Aventurière et contemplative
Une femme cinéaste et photographe d’aventure ? Alors unique représentante de l’espèce, Melody est un oiseau rare. Plongeuse, grimpeuse, skieuse, cycliste alerte et à l’aise, qui saute d’un engin, d’un terrain à l’autre avec compétence, « sans être une athlète » précise-t-elle, mais « soucieuse de ne jamais ralentir la marche des pros », avec une priorité en tête : saisir ces clichés inoubliables qui convoqueront plus tard l’aventure. Sur le dos, 13 à 15 kilos de matériel. Dur d’être une femme dans ce milieu ? « Un avantage plutôt, qui contribue parfois à faire baisser un peu le niveau de testostérone », confie l’intéressée, sourire en coin. Et de préciser, sans tarder : « dans les aventures auxquelles j’ai participé, je n’ai jamais fait moins que ma juste part ».

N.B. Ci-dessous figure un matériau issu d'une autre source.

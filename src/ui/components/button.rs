// SPDX-License-Identifier: MPL-2.0
//! Tokenized button primitive.
//!
//! Supports solid, outline, soft, ghost, and link variants along with
//! sm/md/lg sizing.
//!
//! # Usage
//!
//! ```
//! use ansiversa_ui::ui::components::Button;
//! use ansiversa_ui::ui::styles::{button::ButtonVariant, ControlSize};
//!
//! #[derive(Debug, Clone)]
//! enum Message {
//!     Save,
//! }
//!
//! let save = Button::new("Save")
//!     .variant(ButtonVariant::Solid)
//!     .size(ControlSize::Md)
//!     .on_press(Message::Save)
//!     .view();
//! # let _: iced::Element<'_, Message> = save;
//! ```

use crate::ui::styles::button::{variant as variant_style, ButtonVariant};
use crate::ui::styles::ControlSize;
use iced::widget::{button, Text};
use iced::{Element, Length};

/// Builder for a button element.
pub struct Button<Message> {
    label: String,
    variant: ButtonVariant,
    size: ControlSize,
    full_width: bool,
    on_press: Option<Message>,
}

impl<Message: Clone + 'static> Button<Message> {
    /// Creates a button with the given label.
    #[must_use]
    pub fn new(label: impl Into<String>) -> Self {
        Self {
            label: label.into(),
            variant: ButtonVariant::default(),
            size: ControlSize::default(),
            full_width: false,
            on_press: None,
        }
    }

    /// Selects the visual treatment.
    #[must_use]
    pub fn variant(mut self, variant: ButtonVariant) -> Self {
        self.variant = variant;
        self
    }

    /// Toggles padding and typography scale.
    #[must_use]
    pub fn size(mut self, size: ControlSize) -> Self {
        self.size = size;
        self
    }

    /// Expands the button to fill available horizontal space.
    #[must_use]
    pub fn full_width(mut self) -> Self {
        self.full_width = true;
        self
    }

    /// Sets the press message. Without one the button renders disabled.
    #[must_use]
    pub fn on_press(mut self, message: Message) -> Self {
        self.on_press = Some(message);
        self
    }

    /// Builds the element.
    pub fn view(self) -> Element<'static, Message> {
        let label = Text::new(self.label).size(self.size.text_size());

        let mut widget = button(label)
            .padding(self.size.padding())
            .style(variant_style(self.variant));

        if let Some(message) = self.on_press {
            widget = widget.on_press(message);
        }

        if self.full_width {
            widget = widget.width(Length::Fill);
        }

        widget.into()
    }
}
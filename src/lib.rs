// SPDX-License-Identifier: MPL-2.0
//! `ansiversa_ui` is a tokenized UI component library built with the Iced GUI framework.
//!
//! It provides reusable visual primitives (buttons, inputs, cards, a navigation bar),
//! a centralized design-token system, a feedback store for loading/error/toast state,
//! and a self-describing component catalog.

#![doc(html_root_url = "https://docs.rs/ansiversa_ui/0.1.0")]

pub mod catalog;
pub mod config;
pub mod error;
pub mod test_utils;
pub mod ui;

#[cfg(test)]
mod tests {
    // This is where common library tests can go
}
// SPDX-License-Identifier: MPL-2.0
//! Checkbox primitive with an optional description line.

use crate::ui::design_tokens::{spacing, typography};
use iced::widget::{checkbox, text, Column, Text};
use iced::{Element, Theme};

/// Builder for a labeled checkbox element.
pub struct Checkbox<Message> {
    label: String,
    checked: bool,
    description: Option<String>,
    on_toggle: Option<Box<dyn Fn(bool) -> Message>>,
}

impl<Message: Clone + 'static> Checkbox<Message> {
    /// Creates a checkbox with the given label and state.
    #[must_use]
    pub fn new(label: impl Into<String>, checked: bool) -> Self {
        Self {
            label: label.into(),
            checked,
            description: None,
            on_toggle: None,
        }
    }

    /// Adds a secondary description line under the label.
    #[must_use]
    pub fn description(mut self, description: impl Into<String>) -> Self {
        self.description = Some(description.into());
        self
    }

    /// Sets the toggle handler. Without one the checkbox renders disabled.
    #[must_use]
    pub fn on_toggle(mut self, handler: impl Fn(bool) -> Message + 'static) -> Self {
        self.on_toggle = Some(Box::new(handler));
        self
    }

    /// Builds the element.
    pub fn view(self) -> Element<'static, Message> {
        let mut widget = checkbox(self.checked)
            .label(self.label)
            .size(typography::BODY_LG);

        if let Some(handler) = self.on_toggle {
            widget = widget.on_toggle(handler);
        }

        match self.description {
            Some(description) => {
                let hint = Text::new(description)
                    .size(typography::BODY_SM)
                    .style(|theme: &Theme| text::Style {
                        color: Some(theme.extended_palette().background.strong.text),
                    });

                Column::new()
                    .spacing(spacing::XXS)
                    .push(widget)
                    .push(hint)
                    .into()
            }
            None => widget.into(),
        }
    }
}

#[cfg(test)]
mod tests {
    use super::*;

    #[derive(Debug, Clone, PartialEq)]
    enum TestMessage {
        Toggled(bool),
    }

    #[test]
    fn builder_produces_element() {
        let _: Element<'_, TestMessage> = Checkbox::new("Subscribe", true)
            .description("Monthly digest, no spam.")
            .on_toggle(TestMessage::Toggled)
            .view();
    }

    #[test]
    fn checkbox_without_handler_still_renders() {
        let _: Element<'_, TestMessage> = Checkbox::new("Read only", false).view();
    }
}
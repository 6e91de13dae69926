// SPDX-License-Identifier: MPL-2.0
//! Tokenized text input primitive.
//!
//! Wraps `iced::widget::text_input` with the shared sizing scale and an
//! `invalid` flag that swaps the border to the danger color.

use crate::ui::styles::{input as input_styles, ControlSize};
use iced::widget::text_input;
use iced::{Element, Length};

/// Builder for a single-line text input element.
pub struct Input<'a, Message> {
    placeholder: String,
    value: &'a str,
    size: ControlSize,
    invalid: bool,
    full_width: bool,
    on_input: Option<Box<dyn Fn(String) -> Message + 'a>>,
    on_submit: Option<Message>,
}

impl<'a, Message: Clone + 'a> Input<'a, Message> {
    /// Creates an input showing `value` with the given placeholder.
    #[must_use]
    pub fn new(placeholder: impl Into<String>, value: &'a str) -> Self {
        Self {
            placeholder: placeholder.into(),
            value,
            size: ControlSize::default(),
            invalid: false,
            full_width: true,
            on_input: None,
            on_submit: None,
        }
    }

    /// Toggles padding and typography scale.
    #[must_use]
    pub fn size(mut self, size: ControlSize) -> Self {
        self.size = size;
        self
    }

    /// Marks the input as failing validation.
    #[must_use]
    pub fn invalid(mut self, invalid: bool) -> Self {
        self.invalid = invalid;
        self
    }

    /// Shrinks the input to its content width instead of filling.
    #[must_use]
    pub fn shrink(mut self) -> Self {
        self.full_width = false;
        self
    }

    /// Sets the edit handler. Without one the input renders disabled.
    #[must_use]
    pub fn on_input(mut self, handler: impl Fn(String) -> Message + 'a) -> Self {
        self.on_input = Some(Box::new(handler));
        self
    }

    /// Sets the message produced when Enter is pressed.
    #[must_use]
    pub fn on_submit(mut self, message: Message) -> Self {
        self.on_submit = Some(message);
        self
    }

    /// Builds the element.
    pub fn view(self) -> Element<'a, Message> {
        let mut widget = text_input(&self.placeholder, self.value)
            .padding(self.size.padding())
            .size(self.size.text_size())
            .style(input_styles::base(self.invalid));

        if let Some(handler) = self.on_input {
            widget = widget.on_input(handler);
        }

        if let Some(message) = self.on_submit {
            widget = widget.on_submit(message);
        }

        if self.full_width {
            widget = widget.width(Length::Fill);
        }

        widget.into()
    }
}

#[cfg(test)]
mod tests {
    use super::*;

    #[derive(Debug, Clone, PartialEq)]
    enum TestMessage {
        Changed(String),
        Submitted,
    }

    #[test]
    fn builder_produces_element() {
        let _: Element<'_, TestMessage> = Input::new("Email", "user@example.com")
            .size(ControlSize::Lg)
            .on_input(TestMessage::Changed)
            .on_submit(TestMessage::Submitted)
            .view();
    }

    #[test]
    fn invalid_input_still_renders() {
        let _: Element<'_, TestMessage> = Input::new("Email", "not-an-email")
            .invalid(true)
            .view();
    }
}
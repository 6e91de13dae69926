// SPDX-License-Identifier: MPL-2.0
//! Integration tests to validate style and design token coherence.

#[cfg(test)]
mod tests {
    use ansiversa_ui::ui::design_tokens::{opacity, palette, sizing, spacing};
    use ansiversa_ui::ui::styles::{button, ControlSize};
    use ansiversa_ui::ui::theming::ThemeMode;
    use iced::Theme;

    #[test]
    fn all_button_variants_compile() {
        let theme = Theme::Dark;

        // Smoke-test all button variant styles compile and are callable
        for v in [
            button::ButtonVariant::Solid,
            button::ButtonVariant::Outline,
            button::ButtonVariant::Soft,
            button::ButtonVariant::Ghost,
            button::ButtonVariant::Link,
        ] {
            let _ = button::variant(v)(&theme, iced::widget::button::Status::Active);
            let _ = button::variant(v)(&theme, iced::widget::button::Status::Hovered);
        }
    }

    #[test]
    fn design_tokens_are_accessible() {
        // Palette
        let _ = palette::PRIMARY_500;
        let _ = palette::WHITE;

        // Spacing
        let _ = spacing::MD;

        // Opacity
        let _ = opacity::DISABLED;

        // Sizing
        let _ = sizing::CONTROL_MD;
    }

    #[test]
    fn control_sizes_map_onto_sizing_tokens() {
        assert_eq!(ControlSize::Sm.height(), sizing::CONTROL_SM);
        assert_eq!(ControlSize::Md.height(), sizing::CONTROL_MD);
        assert_eq!(ControlSize::Lg.height(), sizing::CONTROL_LG);
    }

    #[test]
    fn theme_mode_drives_style_output() {
        let light = ThemeMode::Light.iced_theme();
        let dark = ThemeMode::Dark.iced_theme();

        // Outline buttons pick their text color off the resolved theme
        let light_style = button::outline(&light, iced::widget::button::Status::Active);
        let dark_style = button::outline(&dark, iced::widget::button::Status::Active);
        assert_ne!(light_style.text_color, dark_style.text_color);
    }
}
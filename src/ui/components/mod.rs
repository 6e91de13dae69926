// SPDX-License-Identifier: MPL-2.0
//! Reusable visual primitives.
//!
//! Each component is a small builder that collects its configuration and
//! produces an Iced `Element` from `view()`. Styling always goes through
//! [`crate::ui::styles`] and [`crate::ui::design_tokens`]; components never
//! hard-code colors or sizes.

pub mod button;
pub mod card;
pub mod checkbox;
pub mod divider;
pub mod input;

pub use button::Button;
pub use card::Card;
pub use checkbox::Checkbox;
pub use divider::divider;
pub use input::Input;
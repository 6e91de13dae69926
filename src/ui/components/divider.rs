// SPDX-License-Identifier: MPL-2.0
//! Horizontal divider primitive.

use crate::ui::design_tokens::border;
use iced::widget::rule::horizontal as horizontal_rule;
use iced::Element;

/// A thin horizontal separator.
pub fn divider<'a, Message: 'a>() -> Element<'a, Message> {
    horizontal_rule(border::WIDTH_SM).into()
}

#[cfg(test)]
mod tests {
    use super::*;

    #[derive(Debug, Clone, PartialEq)]
    enum TestMessage {}

    #[test]
    fn divider_renders() {
        let _: Element<'_, TestMessage> = divider();
    }
}
// SPDX-License-Identifier: MPL-2.0
//! Navigation bar component.
//!
//! Renders a brand, a collection of nav links, and up to two call-to-action
//! buttons. A collapsible menu mirrors the links for narrow hosts; the open
//! flag lives in the caller's state and is driven through [`update`].

use crate::ui::design_tokens::{radius, spacing, typography};
use crate::ui::styles::button::ButtonVariant;
use crate::ui::styles::{button as button_styles, container as container_styles, ControlSize};
use iced::{
    alignment::Vertical,
    widget::{button, Column, Container, Row, Space, Text},
    Border, Element, Length, Theme,
};

/// A single navigation entry.
#[derive(Debug, Clone)]
pub struct NavLink {
    pub label: String,
    /// Marks the link matching the current page.
    pub current: bool,
}

impl NavLink {
    #[must_use]
    pub fn new(label: impl Into<String>) -> Self {
        Self {
            label: label.into(),
            current: false,
        }
    }

    #[must_use]
    pub fn current(mut self) -> Self {
        self.current = true;
        self
    }
}

/// A call-to-action rendered beside the links.
#[derive(Debug, Clone)]
pub struct NavAction {
    pub label: String,
    pub variant: ButtonVariant,
}

impl NavAction {
    #[must_use]
    pub fn new(label: impl Into<String>, variant: ButtonVariant) -> Self {
        Self {
            label: label.into(),
            variant,
        }
    }
}

/// Contextual data needed to render the navbar.
pub struct ViewContext<'a> {
    pub brand: &'a str,
    pub links: &'a [NavLink],
    pub primary_action: Option<&'a NavAction>,
    pub secondary_action: Option<&'a NavAction>,
    pub menu_open: bool,
}

/// Messages emitted by the navbar.
#[derive(Debug, Clone)]
pub enum Message {
    ToggleMenu,
    CloseMenu,
    LinkActivated(usize),
    PrimaryAction,
    SecondaryAction,
}

/// Events propagated to the parent application.
#[derive(Debug, Clone, PartialEq, Eq)]
pub enum Event {
    None,
    LinkActivated(usize),
    PrimaryAction,
    SecondaryAction,
}

/// Process a navbar message and return the corresponding event.
pub fn update(message: Message, menu_open: &mut bool) -> Event {
    match message {
        Message::ToggleMenu => {
            *menu_open = !*menu_open;
            Event::None
        }
        Message::CloseMenu => {
            *menu_open = false;
            Event::None
        }
        Message::LinkActivated(index) => {
            *menu_open = false;
            Event::LinkActivated(index)
        }
        Message::PrimaryAction => {
            *menu_open = false;
            Event::PrimaryAction
        }
        Message::SecondaryAction => {
            *menu_open = false;
            Event::SecondaryAction
        }
    }
}

/// Render the navigation bar.
pub fn view<'a>(ctx: ViewContext<'a>) -> Element<'a, Message> {
    let mut content = Column::new().width(Length::Fill);

    content = content.push(build_bar(&ctx));

    // Collapsed menu (if open)
    if ctx.menu_open {
        content = content.push(build_menu(&ctx));
    }

    content.into()
}

/// Build the horizontal bar: brand, links, spacer, actions, menu toggle.
fn build_bar<'a>(ctx: &ViewContext<'a>) -> Element<'a, Message> {
    let brand = Text::new(ctx.brand.to_string()).size(typography::TITLE_MD);

    let mut row = Row::new()
        .spacing(spacing::SM)
        .padding([spacing::XS, spacing::MD])
        .align_y(Vertical::Center)
        .push(brand);

    for (index, link) in ctx.links.iter().enumerate() {
        row = row.push(build_link(index, link));
    }

    row = row.push(Space::new().width(Length::Fill));

    if let Some(action) = ctx.secondary_action {
        row = row.push(build_action(action, Message::SecondaryAction));
    }

    if let Some(action) = ctx.primary_action {
        row = row.push(build_action(action, Message::PrimaryAction));
    }

    let menu_button = button(Text::new("Menu").size(typography::BODY_SM))
        .on_press(Message::ToggleMenu)
        .padding(ControlSize::Sm.padding())
        .style(button_styles::variant(ButtonVariant::Ghost));
    row = row.push(menu_button);

    Container::new(row)
        .width(Length::Fill)
        .style(container_styles::navbar)
        .into()
}

/// Build a single nav link; the current link is highlighted.
fn build_link(index: usize, link: &NavLink) -> Element<'_, Message> {
    let variant = if link.current {
        ButtonVariant::Link
    } else {
        ButtonVariant::Ghost
    };

    button(Text::new(link.label.as_str()).size(typography::BODY))
        .on_press(Message::LinkActivated(index))
        .padding(ControlSize::Sm.padding())
        .style(button_styles::variant(variant))
        .into()
}

/// Build a call-to-action button.
fn build_action(action: &NavAction, message: Message) -> Element<'_, Message> {
    button(Text::new(action.label.as_str()).size(typography::BODY))
        .on_press(message)
        .padding(ControlSize::Sm.padding())
        .style(button_styles::variant(action.variant))
        .into()
}

/// Build the collapsed menu that mirrors the nav links vertically.
fn build_menu<'a>(ctx: &ViewContext<'a>) -> Element<'a, Message> {
    let mut menu_column = Column::new().spacing(spacing::XXS);

    for (index, link) in ctx.links.iter().enumerate() {
        let item = button(Text::new(link.label.as_str()))
            .on_press(Message::LinkActivated(index))
            .padding([spacing::XS, spacing::SM])
            .width(Length::Fill)
            .style(button_styles::variant(ButtonVariant::Ghost));
        menu_column = menu_column.push(item);
    }

    Container::new(menu_column)
        .padding(spacing::XS)
        .style(|theme: &Theme| iced::widget::container::Style {
            background: Some(theme.extended_palette().background.weak.color.into()),
            border: Border {
                radius: radius::SM.into(),
                width: 1.0,
                color: theme.extended_palette().background.strong.color,
            },
            ..Default::default()
        })
        .into()
}

#[cfg(test)]
mod tests {
    use super::*;

    #[test]
    fn toggle_menu_flips_flag_without_event() {
        let mut menu_open = false;

        assert_eq!(update(Message::ToggleMenu, &mut menu_open), Event::None);
        assert!(menu_open);

        assert_eq!(update(Message::ToggleMenu, &mut menu_open), Event::None);
        assert!(!menu_open);
    }

    #[test]
    fn link_activation_closes_menu_and_reports_index() {
        let mut menu_open = true;

        let event = update(Message::LinkActivated(2), &mut menu_open);
        assert_eq!(event, Event::LinkActivated(2));
        assert!(!menu_open);
    }

    #[test]
    fn actions_close_menu_and_propagate() {
        let mut menu_open = true;
        assert_eq!(
            update(Message::PrimaryAction, &mut menu_open),
            Event::PrimaryAction
        );

        menu_open = true;
        assert_eq!(
            update(Message::SecondaryAction, &mut menu_open),
            Event::SecondaryAction
        );
        assert!(!menu_open);
    }

    #[test]
    fn view_renders_with_links_and_actions() {
        let links = vec![
            NavLink::new("Overview").current(),
            NavLink::new("Components"),
        ];
        let primary = NavAction::new("Login", ButtonVariant::Solid);
        let secondary = NavAction::new("Register", ButtonVariant::Outline);

        let _ = view(ViewContext {
            brand: "Ansiversa",
            links: &links,
            primary_action: Some(&primary),
            secondary_action: Some(&secondary),
            menu_open: true,
        });
    }
}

« Les montagnes sont si vastes, si puissantes, si grandioses, si belles, si constamment remodelées par la météo et la lumière. J’aime le lever du jour et son coucher. J’aime les firmaments étoilés là-haut. Et le fait de s’éloigner du monde des hommes, de ressentir ma petitesse dans ce si vaste ensemble qui renforce le sentiment de vulnérabilité de nos existences. » Ces mots de Melody illustrent à merveille la teneur de ses images. Aucune morale, juste la volonté de montrer le beau pour donner envie et inspirer — façon ricochets sur l’eau ou effet papillon.

Le temps de la maturité
Pour Melody, bien plus qu’une destination, la photographie est un voyage. Son image favorite ? « Elle n’existe pas encore. » Pour la décrocher, les projets s’accumulent, récemment influencés par les contraintes globales et le souci de réduire son empreinte carbone. Moins d’hélicoptère. Moins d’avion. Plus de bateau. Plus de Suisse. L’équilibre n’est pas facile à trouver, mais tout arrêter n’aurait pas de sens. « Le monde serait très différent si chacun restait dans son coin ; confronter les points de vue et les modes de vie est essentiel. » Partager son expérience de manière constructive aussi. À travers des ateliers de formation à la photographie notamment. Au Kenya, auprès des riverains de la réserve du Masaï Mara, pour les aider à communiquer leur propre point de vue. À Verbier, également, à travers des camps de photo d’aventure en montagne (en partenariat avec Basecamp Events), en compagnie de scientifiques et d’experts (glaciologue, astronome…), histoire de mettre en perspective et mieux comprendre la nature tout autour.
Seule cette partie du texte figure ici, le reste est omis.